Goal of the exercise: Only the lines from the line containing "filename src/application/notifications/mod.rs" to the end of the entries, both included, belong in your answer, and each must match exactly.

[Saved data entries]
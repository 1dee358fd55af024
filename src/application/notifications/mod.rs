pub mod fanout;
pub mod queue;
pub mod social_text;

pub use fanout::{ChannelOutcome, FanOutNotifier, NotificationReport, NotifierSettings};
pub use queue::NotificationQueue;
pub use social_text::{POST_CHAR_LIMIT, compose_post};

Written solution:
filename src/application/notifications/mod.rs
pub mod fanout;
pub mod queue;
pub mod social_text;

pub use fanout::{ChannelOutcome, FanOutNotifier, NotificationReport, NotifierSettings};
pub use queue::NotificationQueue;
pub use social_text::{POST_CHAR_LIMIT, compose_post};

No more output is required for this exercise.